— Task statement —
One range is to be output from the listing below, exactly as written: the line with "#[derive(Debug, Clone, Copy)]" to the line with "version: &str) -> Result<()>", both kept.

— Supplied records —
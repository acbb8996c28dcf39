//! Per-resource operations. Each one validates its inputs, then hands a
//! method, URL, optional body and expected status to the client.

mod admin;
mod artifacts;
mod metadata;
mod versions;

pub use admin::AdminApi;
pub use artifacts::ArtifactsApi;
pub use metadata::MetadataApi;
pub use versions::VersionsApi;
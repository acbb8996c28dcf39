//! The network seam.
//!
//! `Transport` performs one round trip for a fully built `HttpRequest` and
//! returns the response with its body already read. Non-2xx statuses are
//! ordinary responses here; only failures to get a response at all are
//! `TransportError`s.

use std::time::Duration;

use crate::error::TransportError;
use crate::http::{HttpRequest, HttpResponse};

pub trait Transport: Send + Sync {
    fn send(&self, request: HttpRequest) -> Result<HttpResponse, TransportError>;
}

/// Default transport backed by a shared `ureq::Agent`.
#[derive(Clone)]
pub struct UreqTransport {
    agent: ureq::Agent,
}

impl std::fmt::Debug for UreqTransport {
    fn fmt(&self, f: &mut std::fmt::Formatter<'_>) -> std::fmt::Result {
        f.debug_struct("UreqTransport").finish_non_exhaustive()
    }
}

impl UreqTransport {
    /// `timeout` bounds each call end to end.
    pub fn new(timeout: Duration) -> Self {
        let agent = ureq::Agent::config_builder()
            .http_status_as_error(false)
            .timeout_global(Some(timeout))
            .build()
            .new_agent();
        Self { agent }
    }

    pub fn with_agent(agent: ureq::Agent) -> Self {
        Self { agent }
    }
}

impl Transport for UreqTransport {
    fn send(&self, request: HttpRequest) -> Result<HttpResponse, TransportError> {
        let mut builder = ureq::http::Request::builder()
            .method(request.method.as_str())
            .uri(request.url.as_str());
        for (name, value) in &request.headers {
            builder = builder.header(name.as_str(), value.as_str());
        }

        let result = match request.body {
            Some(body) => self.agent.run(builder.body(body).map_err(TransportError::new)?),
            None => self.agent.run(builder.body(()).map_err(TransportError::new)?),
        };
        let mut response = result.map_err(TransportError::new)?;

        let status = response.status().as_u16();
        let headers = response
            .headers()
            .iter()
            .filter_map(|(name, value)| {
                value
                    .to_str()
                    .ok()
                    .map(|v| (name.as_str().to_string(), v.to_string()))
            })
            .collect();
        let body = response.body_mut().read_to_vec().map_err(TransportError::new)?;

        Ok(HttpResponse { status, headers, body })
    }
}
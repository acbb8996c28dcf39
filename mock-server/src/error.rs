use axum::{
    extract::{rejection::JsonRejection, FromRequest, FromRequestParts, Query, Request},
    http::{request::Parts, StatusCode},
    response::{IntoResponse, Response},
    Json,
};
use serde::{de::DeserializeOwned, Serialize};

/// Problem-details body returned for every error.
#[derive(Debug, Clone, PartialEq, Eq, Serialize)]
pub struct Problem {
    pub status: u16,
    pub title: String,
    pub detail: String,
    #[serde(rename = "type")]
    pub problem_type: String,
    pub instance: String,
    pub name: String,
}

impl Problem {
    pub fn new(status: StatusCode, title: &str, name: &str, detail: impl Into<String>) -> Self {
        Self {
            status: status.as_u16(),
            title: title.to_string(),
            detail: detail.into(),
            problem_type: "about:blank".to_string(),
            instance: String::new(),
            name: name.to_string(),
        }
    }

    pub fn not_found(name: &str, detail: impl Into<String>) -> Self {
        Self::new(StatusCode::NOT_FOUND, "Not found", name, detail)
    }

    pub fn conflict(name: &str, detail: impl Into<String>) -> Self {
        Self::new(StatusCode::CONFLICT, "Conflict", name, detail)
    }

    pub fn bad_request(detail: impl Into<String>) -> Self {
        Self::new(StatusCode::BAD_REQUEST, "Bad request", "BadRequestException", detail)
    }

    pub fn method_not_allowed(detail: impl Into<String>) -> Self {
        Self::new(
            StatusCode::METHOD_NOT_ALLOWED,
            "Method not allowed",
            "MethodNotAllowedException",
            detail,
        )
    }
}

impl IntoResponse for Problem {
    fn into_response(self) -> Response {
        let status = StatusCode::from_u16(self.status).unwrap_or(StatusCode::INTERNAL_SERVER_ERROR);
        (status, Json(self)).into_response()
    }
}

/// `Json` whose rejections are problem-details 400s.
pub struct Body<T>(pub T);

impl<S, T> FromRequest<S> for Body<T>
where
    Json<T>: FromRequest<S, Rejection = JsonRejection>,
    S: Send + Sync,
{
    type Rejection = Problem;

    async fn from_request(req: Request, state: &S) -> Result<Self, Self::Rejection> {
        match Json::<T>::from_request(req, state).await {
            Ok(Json(value)) => Ok(Body(value)),
            Err(rejection) => Err(Problem::bad_request(rejection.body_text())),
        }
    }
}

/// `Query` whose rejections are problem-details 400s.
pub struct Params<T>(pub T);

impl<S, T> FromRequestParts<S> for Params<T>
where
    T: DeserializeOwned,
    S: Send + Sync,
{
    type Rejection = Problem;

    async fn from_request_parts(parts: &mut Parts, state: &S) -> Result<Self, Self::Rejection> {
        match Query::<T>::from_request_parts(parts, state).await {
            Ok(Query(value)) => Ok(Params(value)),
            Err(rejection) => Err(Problem::bad_request(rejection.body_text())),
        }
    }
}
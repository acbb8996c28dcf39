use tokio::net::TcpListener;
use tracing_subscriber::EnvFilter;

#[tokio::main]
async fn main() -> Result<(), std::io::Error> {
    tracing_subscriber::fmt()
        .with_env_filter(
            EnvFilter::try_from_default_env().unwrap_or_else(|_| EnvFilter::new("mock_server=debug,tower_http=debug")),
        )
        .init();

    let port = std::env::var("PORT").unwrap_or_else(|_| "8080".to_string());
    let addr = format!("127.0.0.1:{port}");
    let listener = TcpListener::bind(&addr).await?;
    tracing::info!(%addr, prefix = mock_server::API_PREFIX, "mock registry listening");
    mock_server::run(listener).await
}
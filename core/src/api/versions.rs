//! Artifact versions: listing, creation, content, references, comments,
//! state and version search.

use crate::client::RegistryClient;
use crate::error::Result;
use crate::http::HttpMethod;
use crate::params::{
    ArtifactReferenceParams, ArtifactVersionReferencesParams, ListArtifactsInGroupParams,
    SearchVersionByContentParams, SearchVersionParams,
};
use crate::query::{QueryParams, ToQuery};
use crate::request::RequestBody;
use crate::types::{
    ArtifactComment, ArtifactContent, ArtifactReference, ArtifactVersion, ArtifactVersionDetailed,
    ArtifactVersionListResponse, CommentRequest, CreateContentRequest, CreateVersionRequest, State,
    StateRequest, StateResponse,
};
use crate::validation::{validate_artifact, validate_artifact_version, validate_comment_id};

/// Version operations, obtained from [`RegistryClient::versions`].
#[derive(Debug, Clone, Copy)]
pub struct VersionsApi<'a> {
    client: &'a RegistryClient,
}

impl<'a> VersionsApi<'a> {
    pub(crate) fn new(client: &'a RegistryClient) -> Self {
        Self { client }
    }

    /// `DELETE /groups/{groupId}/artifacts/{artifactId}/versions/{version}`
    pub fn delete(&self, group_id: &str, artifact_id: &str, version: &str) -> Result<()> {
        validate_artifact_version(group_id, artifact_id, version)?;
        let url = self.version_url(group_id, artifact_id, version, &[], &QueryParams::new());
        self.client.call_empty(HttpMethod::Delete, url, None, 204)
    }

    /// References declared by one version.
    pub fn references(
        &self,
        group_id: &str,
        artifact_id: &str,
        version: &str,
        params: Option<&ArtifactVersionReferencesParams>,
    ) -> Result<Vec<ArtifactReference>> {
        validate_artifact_version(group_id, artifact_id, version)?;
        let url = self.version_url(group_id, artifact_id, version, &["references"], &params.to_query());
        self.client.call(HttpMethod::Get, url, None, 200)
    }

    pub fn comments(&self, group_id: &str, artifact_id: &str, version: &str) -> Result<Vec<ArtifactComment>> {
        validate_artifact_version(group_id, artifact_id, version)?;
        let url = self.version_url(group_id, artifact_id, version, &["comments"], &QueryParams::new());
        self.client.call(HttpMethod::Get, url, None, 200)
    }

    /// Attach a comment; the registry assigns its ID.
    pub fn add_comment(
        &self,
        group_id: &str,
        artifact_id: &str,
        version: &str,
        value: &str,
    ) -> Result<ArtifactComment> {
        validate_artifact_version(group_id, artifact_id, version)?;
        let body = RequestBody::json(&CommentRequest {
            value: value.to_string(),
        })?;
        let url = self.version_url(group_id, artifact_id, version, &["comments"], &QueryParams::new());
        self.client.call(HttpMethod::Post, url, Some(body), 200)
    }

    pub fn update_comment(
        &self,
        group_id: &str,
        artifact_id: &str,
        version: &str,
        comment_id: &str,
        value: &str,
    ) -> Result<()> {
        validate_artifact_version(group_id, artifact_id, version)?;
        validate_comment_id(comment_id)?;
        let body = RequestBody::json(&CommentRequest {
            value: value.to_string(),
        })?;
        let url = self.version_url(group_id, artifact_id, version, &["comments", comment_id], &QueryParams::new());
        self.client.call_empty(HttpMethod::Put, url, Some(body), 204)
    }

    pub fn delete_comment(&self, group_id: &str, artifact_id: &str, version: &str, comment_id: &str) -> Result<()> {
        validate_artifact_version(group_id, artifact_id, version)?;
        validate_comment_id(comment_id)?;
        let url = self.version_url(group_id, artifact_id, version, &["comments", comment_id], &QueryParams::new());
        self.client.call_empty(HttpMethod::Delete, url, None, 204)
    }

    /// All versions of an artifact. Read-only: calling it twice yields the
    /// same list.
    pub fn list(
        &self,
        group_id: &str,
        artifact_id: &str,
        params: Option<&ListArtifactsInGroupParams>,
    ) -> Result<Vec<ArtifactVersion>> {
        validate_artifact(group_id, artifact_id)?;
        let url = self.versions_url(group_id, artifact_id, &params.to_query());
        let response: ArtifactVersionListResponse = self.client.call(HttpMethod::Get, url, None, 200)?;
        Ok(response.versions)
    }

    /// Create a version. With `dry_run` the registry validates without
    /// persisting anything.
    pub fn create(
        &self,
        group_id: &str,
        artifact_id: &str,
        request: &CreateVersionRequest,
        dry_run: bool,
    ) -> Result<ArtifactVersionDetailed> {
        validate_artifact(group_id, artifact_id)?;
        let body = RequestBody::json(request)?;
        let url = self.versions_url(group_id, artifact_id, &dry_run_query(dry_run));
        self.client.call(HttpMethod::Post, url, Some(body), 200)
    }

    /// Raw content of one version with its artifact type.
    pub fn content(
        &self,
        group_id: &str,
        artifact_id: &str,
        version: &str,
        params: Option<&ArtifactReferenceParams>,
    ) -> Result<ArtifactContent> {
        validate_artifact_version(group_id, artifact_id, version)?;
        let url = self.version_url(group_id, artifact_id, version, &["content"], &params.to_query());
        self.client.call_content(url)
    }

    /// Replace the content of a draft version.
    pub fn update_content(
        &self,
        group_id: &str,
        artifact_id: &str,
        version: &str,
        content: &CreateContentRequest,
    ) -> Result<()> {
        validate_artifact_version(group_id, artifact_id, version)?;
        let body = RequestBody::json(content)?;
        let url = self.version_url(group_id, artifact_id, version, &["content"], &QueryParams::new());
        self.client.call_empty(HttpMethod::Put, url, Some(body), 204)
    }

    /// `GET /search/versions`
    pub fn search(&self, params: Option<&SearchVersionParams>) -> Result<Vec<ArtifactVersion>> {
        let url = self.client.url(&["search", "versions"], &params.to_query());
        let response: ArtifactVersionListResponse = self.client.call(HttpMethod::Get, url, None, 200)?;
        Ok(response.versions)
    }

    /// `POST /search/versions`: versions whose content matches `content`.
    pub fn search_by_content(
        &self,
        content: impl Into<Vec<u8>>,
        params: Option<&SearchVersionByContentParams>,
    ) -> Result<Vec<ArtifactVersion>> {
        let url = self.client.url(&["search", "versions"], &params.to_query());
        let response: ArtifactVersionListResponse =
            self.client
                .call(HttpMethod::Post, url, Some(RequestBody::raw(content)), 200)?;
        Ok(response.versions)
    }

    pub fn state(&self, group_id: &str, artifact_id: &str, version: &str) -> Result<State> {
        validate_artifact_version(group_id, artifact_id, version)?;
        let url = self.version_url(group_id, artifact_id, version, &["state"], &QueryParams::new());
        let response: StateResponse = self.client.call(HttpMethod::Get, url, None, 200)?;
        Ok(response.state)
    }

    pub fn update_state(
        &self,
        group_id: &str,
        artifact_id: &str,
        version: &str,
        state: State,
        dry_run: bool,
    ) -> Result<()> {
        validate_artifact_version(group_id, artifact_id, version)?;
        let body = RequestBody::json(&StateRequest { state })?;
        let url = self.version_url(group_id, artifact_id, version, &["state"], &dry_run_query(dry_run));
        self.client.call_empty(HttpMethod::Put, url, Some(body), 204)
    }

    fn versions_url(&self, group_id: &str, artifact_id: &str, query: &QueryParams) -> String {
        self.client
            .url(&["groups", group_id, "artifacts", artifact_id, "versions"], query)
    }

    fn version_url(
        &self,
        group_id: &str,
        artifact_id: &str,
        version: &str,
        tail: &[&str],
        query: &QueryParams,
    ) -> String {
        let mut segments = vec!["groups", group_id, "artifacts", artifact_id, "versions", version];
        segments.extend_from_slice(tail);
        self.client.url(&segments, query)
    }
}

/// `dryRun=true` when set; the registry treats an absent flag as false.
fn dry_run_query(dry_run: bool) -> QueryParams {
    let mut query = QueryParams::new();
    if dry_run {
        query.push("dryRun", true);
    }
    query
}

#[cfg(test)]
mod tests {
    use super::*;
    use crate::http::HttpResponse;
    use crate::response::ARTIFACT_TYPE_HEADER;
    use crate::transport::testing::FakeTransport;
    use crate::types::{ArtifactType, HandleReferences};
    use crate::RegistryError;

    const BASE: &str = "http://registry/apis/registry/v3";

    fn client(transport: &FakeTransport) -> RegistryClient {
        RegistryClient::builder(BASE).transport(transport.clone()).build()
    }

    const VERSIONS: &str = r#"{"count":2,"versions":[
        {"version":"1","globalId":1,"contentId":1,"artifactId":"a","artifactType":"AVRO","state":"ENABLED"},
        {"version":"2","globalId":2,"contentId":2,"artifactId":"a","artifactType":"AVRO","state":"DRAFT"}
    ]}"#;

    #[test]
    fn list_unwraps_versions_and_is_repeatable() {
        let transport = FakeTransport::new()
            .respond(HttpResponse::new(200, VERSIONS))
            .respond(HttpResponse::new(200, VERSIONS));
        let client = client(&transport);

        let first = client.versions().list("g", "a", None).unwrap();
        let second = client.versions().list("g", "a", None).unwrap();

        assert_eq!(first, second);
        assert_eq!(first.len(), 2);
        assert_eq!(first[1].state, Some(State::Draft));
        assert_eq!(transport.last_request().url, format!("{BASE}/groups/g/artifacts/a/versions"));
    }

    #[test]
    fn create_sends_dry_run_flag() {
        let transport = FakeTransport::new().respond(HttpResponse::new(
            200,
            r#"{"version":"3","globalId":9,"contentId":4,"artifactId":"a","name":"third"}"#,
        ));
        let request = CreateVersionRequest {
            version: "3".to_string(),
            content: CreateContentRequest {
                content: "{}".to_string(),
                references: Vec::new(),
                content_type: "application/json".to_string(),
            },
            ..Default::default()
        };

        let created = client(&transport).versions().create("g", "a", &request, true).unwrap();

        assert_eq!(created.version.global_id, 9);
        assert_eq!(created.name, "third");
        assert_eq!(
            transport.last_request().url,
            format!("{BASE}/groups/g/artifacts/a/versions?dryRun=true")
        );
    }

    #[test]
    fn invalid_version_expression_sends_nothing() {
        let transport = FakeTransport::new();
        let err = client(&transport).versions().state("g", "a", "1 0").unwrap_err();
        assert!(matches!(err, RegistryError::InvalidInput { field: "Version Expression", .. }));
        assert!(transport.requests().is_empty());
    }

    #[test]
    fn content_carries_reference_handling() {
        let transport = FakeTransport::new()
            .respond(HttpResponse::new(200, "{}").with_header(ARTIFACT_TYPE_HEADER, "JSON"));
        let params = ArtifactReferenceParams {
            handle_references: Some(HandleReferences::Dereference),
        };

        let content = client(&transport).versions().content("g", "a", "1", Some(&params)).unwrap();

        assert_eq!(content.artifact_type, ArtifactType::Json);
        assert_eq!(
            transport.last_request().url,
            format!("{BASE}/groups/g/artifacts/a/versions/1/content?references=DEREFERENCE")
        );
    }

    #[test]
    fn comment_lifecycle_paths() {
        let transport = FakeTransport::new()
            .respond(HttpResponse::new(200, r#"{"commentId":"c1","value":"looks good"}"#))
            .respond(HttpResponse::new(204, ""))
            .respond(HttpResponse::new(200, r#"[{"commentId":"c1","value":"updated"}]"#))
            .respond(HttpResponse::new(204, ""));
        let client = client(&transport);
        let versions = client.versions();

        let comment = versions.add_comment("g", "a", "1", "looks good").unwrap();
        versions.update_comment("g", "a", "1", &comment.comment_id, "updated").unwrap();
        let comments = versions.comments("g", "a", "1").unwrap();
        versions.delete_comment("g", "a", "1", "c1").unwrap();

        assert_eq!(comments[0].value, "updated");
        let requests = transport.requests();
        assert_eq!(requests[0].method, HttpMethod::Post);
        assert_eq!(requests[0].body.as_deref(), Some(br#"{"value":"looks good"}"#.as_slice()));
        assert_eq!(requests[1].url, format!("{BASE}/groups/g/artifacts/a/versions/1/comments/c1"));
        assert_eq!(requests[3].method, HttpMethod::Delete);
    }

    #[test]
    fn state_round_trip() {
        let transport = FakeTransport::new()
            .respond(HttpResponse::new(204, ""))
            .respond(HttpResponse::new(200, r#"{"state":"DEPRECATED"}"#));
        let client = client(&transport);

        client
            .versions()
            .update_state("g", "a", "1", State::Deprecated, false)
            .unwrap();
        assert_eq!(client.versions().state("g", "a", "1").unwrap(), State::Deprecated);

        let update = &transport.requests()[0];
        assert_eq!(update.url, format!("{BASE}/groups/g/artifacts/a/versions/1/state"));
        assert_eq!(update.body.as_deref(), Some(br#"{"state":"DEPRECATED"}"#.as_slice()));
    }

    #[test]
    fn search_by_content_posts_raw() {
        let transport = FakeTransport::new().respond(HttpResponse::new(200, VERSIONS));
        let params = SearchVersionByContentParams {
            artifact_id: Some("a".to_string()),
            ..Default::default()
        };

        let found = client(&transport)
            .versions()
            .search_by_content("syntax = \"proto3\";", Some(&params))
            .unwrap();

        assert_eq!(found.len(), 2);
        let request = transport.last_request();
        assert_eq!(request.url, format!("{BASE}/search/versions?artifactId=a"));
        assert_eq!(request.header("Content-Type"), Some("*/*"));
    }

    #[test]
    fn server_error_without_problem_body() {
        let transport = FakeTransport::new().respond(HttpResponse::new(500, "<html>oops</html>"));
        let err = client(&transport).versions().search(None).unwrap_err();
        assert!(matches!(err, RegistryError::UnexpectedServerError { status: 500, .. }));
    }
}
#[cfg(test)]
mod tests {
    use super::*;

    fn schema(content: &str) -> CreateVersion {
        CreateVersion {
            version: String::new(),
            content: CreateContent {
                content: content.to_string(),
                references: Vec::new(),
                content_type: "application/json".to_string(),
            },
            name: String::new(),
            description: String::new(),
            labels: Labels::new(),
            branches: Vec::new(),
            is_draft: false,
        }
    }

    fn artifact(id: &str, first: Option<CreateVersion>) -> CreateArtifact {
        CreateArtifact {
            artifact_id: id.to_string(),
            artifact_type: "JSON".to_string(),
            name: String::new(),
            description: String::new(),
            labels: Labels::new(),
            first_version: first,
        }
    }

    #[test]
    fn ids_are_sequential_and_content_is_shared() {
        let mut registry = Registry::default();
        let a = registry
            .create_artifact("g", artifact("a", Some(schema("{}"))), "FAIL", false, false)
            .unwrap();
        let b = registry
            .create_artifact("g", artifact("b", Some(schema("{}"))), "FAIL", false, false)
            .unwrap();
        assert_eq!(a["version"]["globalId"], 1);
        assert_eq!(b["version"]["globalId"], 2);
        assert_eq!(a["version"]["contentId"], b["version"]["contentId"]);
        assert_eq!(b["version"]["version"], "1");
    }

    #[test]
    fn existing_artifact_conflicts_by_default() {
        let mut registry = Registry::default();
        registry.create_artifact("g", artifact("a", None), "FAIL", false, false).unwrap();
        let problem = registry
            .create_artifact("g", artifact("a", None), "FAIL", false, false)
            .unwrap_err();
        assert_eq!(problem.status, 409);
    }

    #[test]
    fn find_or_create_reuses_matching_version() {
        let mut registry = Registry::default();
        registry
            .create_artifact("g", artifact("a", Some(schema(r#"{"a":1}"#))), "FAIL", false, false)
            .unwrap();
        let found = registry
            .create_artifact(
                "g",
                artifact("a", Some(schema(r#"{ "a" : 1 }"#))),
                "FIND_OR_CREATE_VERSION",
                true,
                false,
            )
            .unwrap();
        assert_eq!(found["version"]["version"], "1");
    }

    #[test]
    fn dry_run_leaves_registry_untouched() {
        let mut registry = Registry::default();
        registry
            .create_artifact("g", artifact("a", Some(schema("{}"))), "FAIL", false, true)
            .unwrap();
        assert!(registry.artifact("g", "a").is_err());
    }

    #[test]
    fn latest_resolves_to_newest_version() {
        let mut registry = Registry::default();
        registry
            .create_artifact("g", artifact("a", Some(schema("{}"))), "FAIL", false, false)
            .unwrap();
        registry.create_version("g", "a", schema(r#"{"v":2}"#), false).unwrap();
        let meta = registry.version_metadata("g", "a", LATEST).unwrap();
        assert_eq!(meta["version"], "2");
    }

    #[test]
    fn content_hash_is_hex_sha256() {
        assert_eq!(
            content_hash(""),
            "e3b0c44298fc1c149afbf4c8996fb92427ae41e4649b934ca495991b7852b855"
        );
    }

    #[test]
    fn rule_set_lifecycle() {
        let mut set = BTreeMap::new();
        rules::create(&mut set, "VALIDITY", "FULL").unwrap();
        assert_eq!(rules::create(&mut set, "VALIDITY", "FULL").unwrap_err().status, 409);
        assert_eq!(rules::get(&set, "VALIDITY").unwrap()["config"], "FULL");
        rules::update(&mut set, "VALIDITY", "SYNTAX_ONLY").unwrap();
        rules::delete(&mut set, "VALIDITY").unwrap();
        assert_eq!(rules::get(&set, "VALIDITY").unwrap_err().status, 404);
    }
}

— Answer to this problem —
#[derive(Debug, Clone, Copy)]
pub struct VersionsApi<'a> {
    client: &'a RegistryClient,
}

impl<'a> VersionsApi<'a> {
    pub(crate) fn new(client: &'a RegistryClient) -> Self {
        Self { client }
    }

    /// `DELETE /groups/{groupId}/artifacts/{artifactId}/versions/{version}`
    pub fn delete(&self, group_id: &str, artifact_id: &str, version: &str) -> Result<()> {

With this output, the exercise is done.